When agents begin a discussion about a potential sales price, they will generally use one method to justify their opinion – referring to another comparable sale. Sometimes the sale they refer to may look the same but be zoned differently or even sold so long ago it was a totally different market! This method, on its own, can be hazardous and each sale should be considered as to how relevant it really is.
Fortunately, there are many other methods that can be used, and the best agents consider more that one method when giving their opinion. This section will not go into a detailed explanation of each however, below is a few of the methods that agents can use to determine their estimate of price.
Land value plus replacement cost of improvements.

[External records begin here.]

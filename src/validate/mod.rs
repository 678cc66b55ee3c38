//! Structural validation of user-drawn graphs.
//!
//! Every check runs and errors accumulate, so an editor can highlight all
//! problems at once instead of fixing them one run at a time.

use crate::catalog::Catalog;
use crate::error::{RunError, StructuralError};
use crate::graph::{Binding, DependencyIndex, Graph};
use ahash::AHashSet;

mod cycle;

/// The outcome of a validation pass.
#[derive(Debug, Clone, Default, PartialEq)]
pub struct ValidationReport {
    pub errors: Vec<StructuralError>,
}

impl ValidationReport {
    pub fn is_valid(&self) -> bool {
        self.errors.is_empty()
    }

    pub fn into_result(self) -> Result<(), RunError> {
        if self.errors.is_empty() {
            Ok(())
        } else {
            Err(RunError::Invalid(self.errors))
        }
    }
}

/// Checks a [`Graph`] against a [`Catalog`].
pub struct Validator<'c> {
    catalog: &'c Catalog,
}

impl<'c> Validator<'c> {
    pub fn new(catalog: &'c Catalog) -> Self {
        Self { catalog }
    }

    /// Runs every check in order: duplicate ids, node types, parameter
    /// bindings, connection targets, then cycles.
    pub fn validate(&self, graph: &Graph) -> ValidationReport {
        let index = DependencyIndex::build(graph);
        let mut errors = Vec::new();
        self.check_duplicate_ids(graph, &mut errors);
        self.check_node_types(graph, &mut errors);
        self.check_bindings(graph, &mut errors);
        self.check_connections(graph, &index, &mut errors);
        self.check_cycles(&index, &mut errors);

        if !errors.is_empty() {
            log::warn!(
                "graph with {} nodes failed validation with {} error(s)",
                graph.len(),
                errors.len()
            );
        }
        ValidationReport { errors }
    }

    fn check_duplicate_ids(&self, graph: &Graph, errors: &mut Vec<StructuralError>) {
        let mut seen = AHashSet::new();
        let mut reported = AHashSet::new();
        for node in &graph.nodes {
            if !seen.insert(node.id.as_str()) && reported.insert(node.id.as_str()) {
                errors.push(StructuralError::DuplicateNodeId {
                    node_id: node.id.clone(),
                });
            }
        }
    }

    fn check_node_types(&self, graph: &Graph, errors: &mut Vec<StructuralError>) {
        for node in &graph.nodes {
            if !self.catalog.contains(&node.node_type) {
                errors.push(StructuralError::UnknownType {
                    node_id: node.id.clone(),
                    type_name: node.node_type.clone(),
                });
            }
        }
    }

    /// Unknown parameter names, and unset parameters that have no default.
    /// Nodes of unknown type are skipped; they are already reported.
    fn check_bindings(&self, graph: &Graph, errors: &mut Vec<StructuralError>) {
        for node in &graph.nodes {
            let Some(node_type) = self.catalog.get(&node.node_type) else {
                continue;
            };

            for param in node.inputs.keys() {
                if node_type.parameter(param).is_none() {
                    errors.push(StructuralError::UnknownParameter {
                        node_id: node.id.clone(),
                        type_name: node_type.name().to_string(),
                        param: param.clone(),
                    });
                }
            }

            for param in node_type.parameters() {
                if matches!(node.binding(&param.name), Binding::Unset) && !param.has_default() {
                    errors.push(StructuralError::MissingRequiredInput {
                        node_id: node.id.clone(),
                        param: param.name.clone(),
                    });
                }
            }
        }
    }

    /// Connection targets must exist and expose the requested output slot.
    fn check_connections(
        &self,
        graph: &Graph,
        index: &DependencyIndex<'_>,
        errors: &mut Vec<StructuralError>,
    ) {
        for node in &graph.nodes {
            for (param, conn) in node.connections() {
                let Some(target) = index.node(&conn.node) else {
                    errors.push(StructuralError::DanglingConnection {
                        node_id: node.id.clone(),
                        param: param.to_string(),
                        target_id: conn.node.clone(),
                    });
                    continue;
                };
                // Slots of unknown types cannot be checked.
                if let Some(target_type) = self.catalog.get(&target.node_type) {
                    if conn.slot != target_type.output_name() {
                        errors.push(StructuralError::UnknownOutputSlot {
                            node_id: node.id.clone(),
                            param: param.to_string(),
                            target_id: conn.node.clone(),
                            slot: conn.slot.clone(),
                        });
                    }
                }
            }
        }
    }

    fn check_cycles(&self, index: &DependencyIndex<'_>, errors: &mut Vec<StructuralError>) {
        for cycle in cycle::find_cycles(index) {
            errors.push(StructuralError::CycleDetected { cycle });
        }
    }
}
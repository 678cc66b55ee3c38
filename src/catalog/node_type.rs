use crate::error::{ArgumentError, CatalogError};
use crate::value::{Value, ValueType};
use ahash::AHashSet;
use std::fmt;
use std::sync::Arc;

/// Error type node implementations return. Anything implementing
/// `std::error::Error` converts into it through `?`.
pub type NodeFault = Box<dyn std::error::Error + Send + Sync>;

/// The executable half of a node type.
pub type NodeFn = Arc<dyn Fn(&Args) -> Result<Value, NodeFault> + Send + Sync>;

/// The name of the single output every node type exposes.
pub const DEFAULT_OUTPUT: &str = "out";

/// A declared input of a node type.
#[derive(Debug, Clone, PartialEq)]
pub struct Parameter {
    pub name: String,
    pub value_type: ValueType,
    pub default: Option<Value>,
}

impl Parameter {
    pub fn has_default(&self) -> bool {
        self.default.is_some()
    }
}

/// A named, typed operation available to graphs.
///
/// Built once through [`NodeType::builder`] and immutable afterwards.
#[derive(Clone)]
pub struct NodeType {
    name: String,
    description: String,
    parameters: Vec<Parameter>,
    output_type: ValueType,
    implementation: NodeFn,
}

impl NodeType {
    pub fn builder(name: impl Into<String>) -> NodeTypeBuilder {
        NodeTypeBuilder::new(name)
    }

    pub fn name(&self) -> &str {
        &self.name
    }

    pub fn description(&self) -> &str {
        &self.description
    }

    pub fn parameters(&self) -> &[Parameter] {
        &self.parameters
    }

    pub fn parameter(&self, name: &str) -> Option<&Parameter> {
        self.parameters.iter().find(|p| p.name == name)
    }

    pub fn output_type(&self) -> ValueType {
        self.output_type
    }

    /// Name of the output slot connections may read from.
    pub fn output_name(&self) -> &str {
        DEFAULT_OUTPUT
    }

    /// Calls the implementation directly, outside the engine's fault boundary.
    pub fn call(&self, args: &Args) -> Result<Value, NodeFault> {
        (self.implementation)(args)
    }
}

impl fmt::Debug for NodeType {
    fn fmt(&self, f: &mut fmt::Formatter<'_>) -> fmt::Result {
        f.debug_struct("NodeType")
            .field("name", &self.name)
            .field("description", &self.description)
            .field("parameters", &self.parameters)
            .field("output_type", &self.output_type)
            .finish_non_exhaustive()
    }
}

/// Declares a [`NodeType`] step by step.
///
/// ```rust
/// use keisan::catalog::NodeType;
/// use keisan::value::{Value, ValueType};
///
/// let add = NodeType::builder("add")
///     .description("Add two numbers")
///     .param("a", ValueType::Number)
///     .param("b", ValueType::Number)
///     .output(ValueType::Number)
///     .implementation(|args| Ok(Value::Number(args.number("a")? + args.number("b")?)))
///     .build()
///     .unwrap();
/// assert_eq!(add.parameters().len(), 2);
/// ```
pub struct NodeTypeBuilder {
    name: String,
    description: String,
    parameters: Vec<Parameter>,
    output_type: ValueType,
    implementation: Option<NodeFn>,
}

impl NodeTypeBuilder {
    pub fn new(name: impl Into<String>) -> Self {
        Self {
            name: name.into(),
            description: String::new(),
            parameters: Vec::new(),
            output_type: ValueType::Any,
            implementation: None,
        }
    }

    pub fn description(mut self, description: impl Into<String>) -> Self {
        self.description = description.into();
        self
    }

    /// Adds a required parameter.
    pub fn param(mut self, name: impl Into<String>, value_type: ValueType) -> Self {
        self.parameters.push(Parameter {
            name: name.into(),
            value_type,
            default: None,
        });
        self
    }

    /// Adds a parameter used with `default` when the graph leaves it unset.
    pub fn param_with_default(
        mut self,
        name: impl Into<String>,
        value_type: ValueType,
        default: impl Into<Value>,
    ) -> Self {
        self.parameters.push(Parameter {
            name: name.into(),
            value_type,
            default: Some(default.into()),
        });
        self
    }

    pub fn output(mut self, value_type: ValueType) -> Self {
        self.output_type = value_type;
        self
    }

    pub fn implementation<F>(mut self, f: F) -> Self
    where
        F: Fn(&Args) -> Result<Value, NodeFault> + Send + Sync + 'static,
    {
        self.implementation = Some(Arc::new(f));
        self
    }

    pub fn build(self) -> Result<NodeType, CatalogError> {
        let mut seen = AHashSet::new();
        let mut parameters = Vec::with_capacity(self.parameters.len());
        for mut param in self.parameters {
            if !seen.insert(param.name.clone()) {
                return Err(CatalogError::DuplicateParameter {
                    type_name: self.name,
                    param: param.name,
                });
            }
            // Defaults are stored already converted to the declared type.
            if let Some(default) = param.default.take() {
                let coerced =
                    default
                        .coerce(param.value_type)
                        .map_err(|source| CatalogError::InvalidDefault {
                            type_name: self.name.clone(),
                            param: param.name.clone(),
                            source,
                        })?;
                param.default = Some(coerced);
            }
            parameters.push(param);
        }

        let implementation = self
            .implementation
            .ok_or_else(|| CatalogError::MissingImplementation(self.name.clone()))?;

        Ok(NodeType {
            name: self.name,
            description: self.description,
            parameters,
            output_type: self.output_type,
            implementation,
        })
    }
}

/// Resolved, type-coerced arguments handed to a node implementation, one per
/// declared parameter in declaration order.
#[derive(Debug, Clone, PartialEq, Default)]
pub struct Args {
    entries: Vec<(String, Value)>,
}

impl Args {
    pub fn new() -> Self {
        Self::default()
    }

    pub fn with(mut self, name: impl Into<String>, value: impl Into<Value>) -> Self {
        self.push(name, value);
        self
    }

    pub fn push(&mut self, name: impl Into<String>, value: impl Into<Value>) {
        self.entries.push((name.into(), value.into()));
    }

    pub fn len(&self) -> usize {
        self.entries.len()
    }

    pub fn is_empty(&self) -> bool {
        self.entries.is_empty()
    }

    pub fn get(&self, name: &str) -> Result<&Value, ArgumentError> {
        self.entries
            .iter()
            .find(|(n, _)| n == name)
            .map(|(_, v)| v)
            .ok_or_else(|| ArgumentError::Missing(name.to_string()))
    }

    /// Positional access, in declaration order.
    pub fn at(&self, index: usize) -> Option<&Value> {
        self.entries.get(index).map(|(_, v)| v)
    }

    pub fn iter(&self) -> impl Iterator<Item = (&str, &Value)> {
        self.entries.iter().map(|(n, v)| (n.as_str(), v))
    }

    pub fn number(&self, name: &str) -> Result<f64, ArgumentError> {
        match self.typed(name, ValueType::Number)? {
            Value::Number(n) => Ok(n),
            other => Err(self.wrong_type(name, ValueType::Number, other)),
        }
    }

    pub fn integer(&self, name: &str) -> Result<i64, ArgumentError> {
        match self.typed(name, ValueType::Integer)? {
            Value::Number(n) => Ok(n as i64),
            other => Err(self.wrong_type(name, ValueType::Integer, other)),
        }
    }

    pub fn boolean(&self, name: &str) -> Result<bool, ArgumentError> {
        match self.typed(name, ValueType::Bool)? {
            Value::Bool(b) => Ok(b),
            other => Err(self.wrong_type(name, ValueType::Bool, other)),
        }
    }

    pub fn text(&self, name: &str) -> Result<String, ArgumentError> {
        match self.typed(name, ValueType::Text)? {
            Value::Text(s) => Ok(s),
            other => Err(self.wrong_type(name, ValueType::Text, other)),
        }
    }

    pub fn list(&self, name: &str) -> Result<Vec<Value>, ArgumentError> {
        match self.typed(name, ValueType::List)? {
            Value::List(items) => Ok(items),
            other => Err(self.wrong_type(name, ValueType::List, other)),
        }
    }

    fn typed(&self, name: &str, value_type: ValueType) -> Result<Value, ArgumentError> {
        self.get(name)?
            .clone()
            .coerce(value_type)
            .map_err(|source| ArgumentError::WrongType {
                name: name.to_string(),
                source,
            })
    }

    fn wrong_type(&self, name: &str, expected: ValueType, found: Value) -> ArgumentError {
        ArgumentError::WrongType {
            name: name.to_string(),
            source: crate::error::CoercionError { expected, found },
        }
    }
}
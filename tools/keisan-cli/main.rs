use clap::Parser;
use keisan::prelude::*;
use std::time::{Duration, Instant};

/// Validate and run node graphs exported by the editor
#[derive(Parser, Debug)]
#[command(version, about, long_about = None)]
struct Cli {
    /// Path to the editor graph JSON file
    graph_path: Option<String>,

    /// Run a plan saved earlier with --save-plan instead of a graph file
    #[arg(long, conflicts_with = "graph_path")]
    plan: Option<String>,

    /// Save the validated plan to this path
    #[arg(long)]
    save_plan: Option<String>,

    /// Print the node palette of the standard catalog as JSON and exit
    #[arg(long)]
    palette: bool,

    /// Evaluate independent nodes in parallel
    #[arg(short, long)]
    parallel: bool,

    /// Per-node timeout in milliseconds
    #[arg(long)]
    timeout_ms: Option<u64>,

    /// Print the report as JSON instead of text
    #[arg(long)]
    json: bool,
}

fn main() {
    env_logger::init();
    let cli = Cli::parse();
    let engine = Engine::standard();

    if cli.palette {
        print_json(&engine.catalog().palette().to_json());
        return;
    }

    let total_start = Instant::now();

    // --- 1. Loading and Planning ---
    let plan_start = Instant::now();
    let plan = match (&cli.plan, &cli.graph_path) {
        (Some(plan_path), _) => ExecutionPlan::from_file(plan_path).unwrap_or_else(|e| {
            exit_with_error(&format!("Failed to load plan '{}': {}", plan_path, e))
        }),
        (None, Some(graph_path)) => load_and_plan(&engine, graph_path),
        (None, None) => exit_with_error("A graph path or --plan is required."),
    };
    let plan_duration = plan_start.elapsed();

    if let Some(path) = &cli.save_plan {
        plan.save(path)
            .unwrap_or_else(|e| exit_with_error(&format!("Failed to save plan: {}", e)));
        println!("Saved plan to '{}'", path);
    }

    // --- 2. Execution ---
    let mut options = RunOptions::new();
    if cli.parallel {
        options = options.with_strategy(StrategyChoice::Parallel);
    }
    if let Some(ms) = cli.timeout_ms {
        options = options.with_timeout(Duration::from_millis(ms));
    }

    let eval_start = Instant::now();
    let report = engine
        .execute(&plan, &options)
        .unwrap_or_else(|e| exit_with_error(&format!("Execution failed: {}", e)));
    let eval_duration = eval_start.elapsed();

    // --- 3. Results and Summary ---
    if cli.json {
        print_json(&report.to_json());
        return;
    }

    println!("\n{}", ReportFormatter::format_report(&report));

    println!("\n--- Performance Summary ---");
    println!("Planning:             {:?}", plan_duration);
    println!("Evaluation:           {:?}", eval_duration);
    println!("-----------------------------");
    println!("Total Execution:      {:?}", total_start.elapsed());
    println!("Strategy Used:        {:?}", options.strategy);
    println!();
}

fn load_and_plan(engine: &Engine, graph_path: &str) -> ExecutionPlan {
    let graph = EditorGraph::from_file(graph_path)
        .and_then(IntoGraph::into_graph)
        .unwrap_or_else(|e| exit_with_error(&format!("Failed to load graph: {}", e)));

    match engine.plan(graph) {
        Ok(plan) => plan,
        Err(RunError::Invalid(errors)) => {
            eprintln!("\nThe graph is invalid ({} error(s)):", errors.len());
            for error in &errors {
                eprintln!("  - {}", error);
            }
            std::process::exit(1);
        }
        Err(e) => exit_with_error(&format!("Planning failed: {}", e)),
    }
}

fn print_json(value: &serde_json::Value) {
    match serde_json::to_string_pretty(value) {
        Ok(text) => println!("{}", text),
        Err(e) => exit_with_error(&format!("Failed to render JSON: {}", e)),
    }
}

fn exit_with_error(message: &str) -> ! {
    eprintln!("\nError: {}", message);
    std::process::exit(1);
}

Comparable bracketing (Sales results).
Current competition’s pricing.
Purchase price +/- change in market + improvements made to home.
Value based on rental return % for area.
Pricefinder/RP data auto valuation.
Rates notice valuation.
$ per square meter.
Previous written offers.
Previous on the market days to email enquiry ratio (Consider pricing method used).
Registered valuer’s opinion.
All of these methods have their place, depending on the type of property being sold. Used together they are like lines being drawn on a map when you are lost.
Be keen to ensure the agent has considered some of these other methods and you are less likely to fall into the trap of overpricing.
When my home is on the market, how do I tell if it’s overpriced?
So, you have prepared your home for sale, engaged an agent, set a price and you are now finally on the market BUT you haven’t sold. Perhaps the price analysis was wrong, perhaps the market has moved, but what do you do now and how do you know for sure that it’s overpriced?
The first and most important step is to make sure you have a great relationship with you agent and crucially a regular (ideally weekly) catch-up arranged to discuss progress.
This meeting should be used as an opportunity to discuss the progress of the campaign as a whole, view the results of any marketing efforts and most importantly discuss any feedback given by purchasers that have made contact with the agent and/or viewed the home.
The agent should feel comfortable to be brutally honest about what the buyers have said. They should tell you if there were any suggested changes to the home and lastly, what price bracket they feel the home should be in.
The agent should also come prepared with a report from www.realestate.com.au. This report gives you a great idea as to how competitive the price of your property is.
As a general rule, anything less that one enquiry per day (for a residential suburban sale) indicates a price that is too high. Two to three enquiries per day is the ideal amount. Any more than that and the agent will be forced to open the home for inspection.
These numbers are general in nature and do vary depending on the type of property being offered. E.g. a large rural property will generally have less buyers through simply because there are not as many people wanting such a property. In this case one enquiry per day average is an excellent ratio.
How much should I reduce the price by if it is overpriced?
The decision as to how much you should reduce by needs to be made with the consideration of these two factors:
Your goals for the sale – can you afford to sell at a reduced price?
The feedback from the buyers.
On the topic of your goals, remember that if the market has dropped in your suburb then it has most likely dropped in the suburb you intend to buy in next.
With relation to feedback, each buyer should be able to give a broad opinion of what they think the home is worth and what homes, currently on the market, they feel are competitive with yours.
Sometimes the price needs to be reduced 5%, sometimes 10%. It is about getting it to the point where the property is competitive. You will know when you have it right as, all of a sudden, you have the desired two to three enquiries per day.